301 Ga. 342
Ga.2017Background
- Marion S. Hayes was charged in 2010 with burglary, aggravated assault, possession of tools for a crime, and obstruction; the State sought recidivist enhancement based on three prior burglary convictions.
- At a December 2011 calendar call Hayes indicated he might enter a non‑negotiated (Alford) plea but asked for time and other unusual requests to the court.
- The trial judge warned Hayes, using conditional language, that if convicted and sentenced he could face up to 20 years and, because of recidivist status, would serve every day of a 20‑year sentence (i.e., no parole under applicable statutes).
- The prosecutor then offered a negotiated plea (20 years, serve 15); after a pause Hayes, represented by counsel, entered an Alford plea; the court accepted the plea after a full colloquy and imposed a 20‑year sentence with 7 to serve as recommended by defense counsel and ordered probationary matters.
- The Court of Appeals reversed, holding the trial court impermissibly participated in plea negotiations by indicating it would not probation/suspend any part of a 20‑year sentence, rendering the plea involuntary.

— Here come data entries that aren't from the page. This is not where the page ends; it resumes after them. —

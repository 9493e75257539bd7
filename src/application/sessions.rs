use crate::domain::device::MacAddress;
use crate::domain::session::{CustomerSession, Metric};
use crate::error::{Result, TollgateError};
use std::collections::HashMap;
use tokio::sync::RwLock;

/// In-memory store of customer sessions, keyed by device.
///
/// Sessions live for the lifetime of the process and are never removed,
/// independently of whether the device's gate is currently open.
#[derive(Default)]
pub struct SessionStore {
    sessions: RwLock<HashMap<MacAddress, CustomerSession>>,
}

impl SessionStore {
    pub fn new() -> Self {
        Self::default()
    }

    pub async fn get_session(&self, mac: &MacAddress) -> Result<CustomerSession> {
        let sessions = self.sessions.read().await;
        sessions
            .get(mac)
            .cloned()
            .ok_or_else(|| TollgateError::SessionNotFound(mac.to_string()))
    }

    /// Adds `amount` to the device's session, creating it if needed.
    ///
    /// An existing session's start time is reset to now with the full
    /// cumulative allotment, regardless of how much had already elapsed.
    pub async fn add_allotment(
        &self,
        mac: &MacAddress,
        metric: Metric,
        amount: u64,
    ) -> Result<CustomerSession> {
        self.add_allotment_at(mac, metric, amount, chrono::Utc::now().timestamp())
            .await
    }

    pub(crate) async fn add_allotment_at(
        &self,
        mac: &MacAddress,
        metric: Metric,
        amount: u64,
        now: i64,
    ) -> Result<CustomerSession> {
        let mut sessions = self.sessions.write().await;
        let session = sessions
            .entry(mac.clone())
            .and_modify(|session| session.extend(amount, now))
            .or_insert_with(|| CustomerSession::new(mac.clone(), metric, amount, now));
        Ok(session.clone())
    }

    pub async fn len(&self) -> usize {
        self.sessions.read().await.len()
    }

    pub async fn is_empty(&self) -> bool {
        self.sessions.read().await.is_empty()
    }
}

- The Georgia Supreme Court reversed the Court of Appeals, finding the trial court’s statements were conditional and informative about maximum exposure, not coercive participation in plea bargaining.
Issues
| Issue | Hayes' Argument | State's Argument | Held |
|---|---|---|---|
| Whether the trial court impermissibly participated in plea negotiations in violation of USCR 33.5(A) and rendered the plea involuntary | The court’s statements that Hayes would "serve every day" of 20 years effectively told Hayes the judge would not probate or suspend any sentence, coercing a plea | The court’s remarks were conditional warning about maximum exposure, not an expression of intent to impose a particular sentence or ongoing participation in negotiations | Trial court did not impermissibly participate; statements were conditional and informational, plea voluntary — reversal of Court of Appeals |
Key Cases Cited
- Pride v. Kemp, 289 Ga. 353 (2011) (judicial statements of intent to impose maximum or stacked sentences can render a plea involuntary)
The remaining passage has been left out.